No wonder nationalist anger is growing. And all this to deliver a death spiral of spending cuts and tax increases that are sending Greece ever deeper into slump and debt. It makes no sense.

It's not the Greek economy that's being rescued, but European and US banks exposed to Greek debt. To protect the rentiers and prevent their own failures from seizing up the European credit system, Greece has undergone the deepest ever fiscal squeeze in a developed state without the possibility of any compensating monetary stimulus or devaluation – because of its euro membership. As a result its economy is collapsing and its debt is mushrooming.

But Greece is only the extreme end of the eurozone crisis. Portugal and Spain, the other two EU members ruled by fascist dictators until the mid-70s, have also been reduced by stringent bailout conditions to the status of a protectorate run from Brussels, Frankfurt and Washington – with dire economic and social consequences.

The eurozone faces potential breakup and is highly unlikely to survive in its current form. It's not as if the dangers and flaws at the euro's heart weren't clear from the beginning, though, to critics on both left and right.

But everywhere the crisis is turning the orthodoxies of the past generation on their head – and it's going to be a different world by the time the debris has cleared.

Meanwhile - These bailouts are for the banks, not Greece – and they're deepening the crisis of democracy at the heart of the EU

Here's extracts from a Times article, penned by a Greek who feels there's not a lot of understanding around of how that benighted country works (or, rather, doesn't):-

So what was Mr Papandreou thinking, indulging in a Gaddafi-like moment of delusional grandiosity? It looks like madness from the rest of Europe, but the rest of Europe does not understand Greece — which, of course, is a large part of the eurozone’s problem. Greece is not a fully functioning capitalist economy; it is more similar to an emerging market with conglomerates and a jumbo public sector than to Germany or the Netherlands. We are misgoverned by a corrupt political elite in alliance with powerful local oligarchs.
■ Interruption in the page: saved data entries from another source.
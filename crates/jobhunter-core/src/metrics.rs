//! Metrics sink used by the dispatch and ingestion pipelines.
//!
//! Export (Prometheus, OTLP, ...) is the host's concern; the core only
//! reports counters and gauges through [`MetricsSink`].

use std::collections::BTreeMap;
use std::sync::{Arc, Mutex};

pub const REQUESTS: &str = "crawl_requests_total";
pub const RESPONSES: &str = "crawl_responses_total";
pub const RETRIES: &str = "crawl_retries_total";
pub const PROXY_SWITCHES: &str = "crawl_proxy_switches_total";
pub const PROXY_PENALTIES: &str = "crawl_proxy_penalties_total";
pub const SLOT_DELAY: &str = "crawl_slot_delay_seconds";
pub const BANS: &str = "crawl_bans_total";
pub const BAN_PAUSED: &str = "crawl_ban_paused";
pub const INGESTED: &str = "ingest_items_total";
pub const DOWNLOAD_LATENCY: &str = "crawl_download_latency_ms";

/// Label set attached to a metric sample.
pub type Labels<'a> = &'a [(&'static str, &'a str)];

/// Receives counter increments, gauge updates and histogram samples.
pub trait MetricsSink: Send + Sync {
    fn incr_counter(&self, name: &'static str, labels: Labels<'_>);

    fn set_gauge(&self, name: &'static str, labels: Labels<'_>, value: f64);

    /// Record one sample of a distribution (latencies, sizes).
    fn observe(&self, name: &'static str, labels: Labels<'_>, value: f64);
}

/// Sink that forwards every sample as a `tracing` debug event.
#[derive(Debug, Default, Clone, Copy)]
pub struct TracingMetrics;

impl MetricsSink for TracingMetrics {
    fn incr_counter(&self, name: &'static str, labels: Labels<'_>) {
        tracing::debug!(metric = name, labels = ?labels, "counter +1");
    }

    fn set_gauge(&self, name: &'static str, labels: Labels<'_>, value: f64) {
        tracing::debug!(metric = name, labels = ?labels, value, "gauge set");
    }

    fn observe(&self, name: &'static str, labels: Labels<'_>, value: f64) {
        tracing::debug!(metric = name, labels = ?labels, value, "sample observed");
    }
}

/// In-process sink keeping the latest value of every series.
///
/// Series keys render as `name{k="v",...}`, labels in the order given.
/// Histogram samples are kept as `name_count` and `name_sum` series.
#[derive(Debug, Default, Clone)]
pub struct MemoryMetrics {
    series: Arc<Mutex<BTreeMap<String, f64>>>,
}

impl MemoryMetrics {
    pub fn new() -> Self {
        Self::default()
    }

    /// Current value of a series, 0 when never reported.
    pub fn value(&self, name: &str, labels: Labels<'_>) -> f64 {
        let key = series_key(name, labels);
        self.lock().get(&key).copied().unwrap_or(0.0)
    }

    /// Sum of every series of `name`, regardless of labels.
    pub fn total(&self, name: &str) -> f64 {
        self.lock()
            .iter()
            .filter(|(k, _)| k.as_str() == name || k.starts_with(&format!("{name}{{")))
            .map(|(_, v)| *v)
            .sum()
    }

    /// Copy of all series, sorted by key.
    pub fn snapshot(&self) -> BTreeMap<String, f64> {
        self.lock().clone()
    }

    fn lock(&self) -> std::sync::MutexGuard<'_, BTreeMap<String, f64>> {
        self.series
            .lock()
            .unwrap_or_else(|poisoned| poisoned.into_inner())
    }
}

impl MetricsSink for MemoryMetrics {
    fn incr_counter(&self, name: &'static str, labels: Labels<'_>) {
        *self.lock().entry(series_key(name, labels)).or_insert(0.0) += 1.0;
    }

    fn set_gauge(&self, name: &'static str, labels: Labels<'_>, value: f64) {
        self.lock().insert(series_key(name, labels), value);
    }

    fn observe(&self, name: &'static str, labels: Labels<'_>, value: f64) {
        let mut series = self.lock();
        *series
            .entry(series_key(&format!("{name}_count"), labels))
            .or_insert(0.0) += 1.0;
        *series
            .entry(series_key(&format!("{name}_sum"), labels))
            .or_insert(0.0) += value;
    }
}

fn series_key(name: &str, labels: Labels<'_>) -> String {
    if labels.is_empty() {
        return name.to_string();
    }
    let rendered: Vec<String> = labels.iter().map(|(k, v)| format!("{k}=\"{v}\"")).collect();
    format!("{name}{{{}}}", rendered.join(","))
}
pub mod crawler;
pub mod transport;

pub use crawler::{CrawlResult, Crawler};
pub use transport::ReqwestTransport;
Once you try to understand Mr Papandreou’s predicament, a referendum has a certain rationality. It is almost the only way out for him: if he wins, he can proceed with the austerity programme. If he loses, the crisis becomes someone else’s problem — or everyone else’s problem.

[A few] families control the banks, media companies and other big industries. The oligarchs and the many politicians that are connected to them have very little interest in pursuing the difficult reforms needed to make Greece function in the eurozone. They are willing to risk crashing out of the euro because preserving the status quo matters most to them. With a new drachma, they could be kings again.

Greece is starting to show the alarming symptoms of a failed state: its ruling institutions are losing legitimacy; there is endemic corruption or profiteering by ruling elites; there is drastic deterioration in public services; the economy is carved up by cartels; and the economy is shrinking.

The EU, the ECB and the IMF have been addressing the fiscal symptoms of the Greek crisis, not the causes.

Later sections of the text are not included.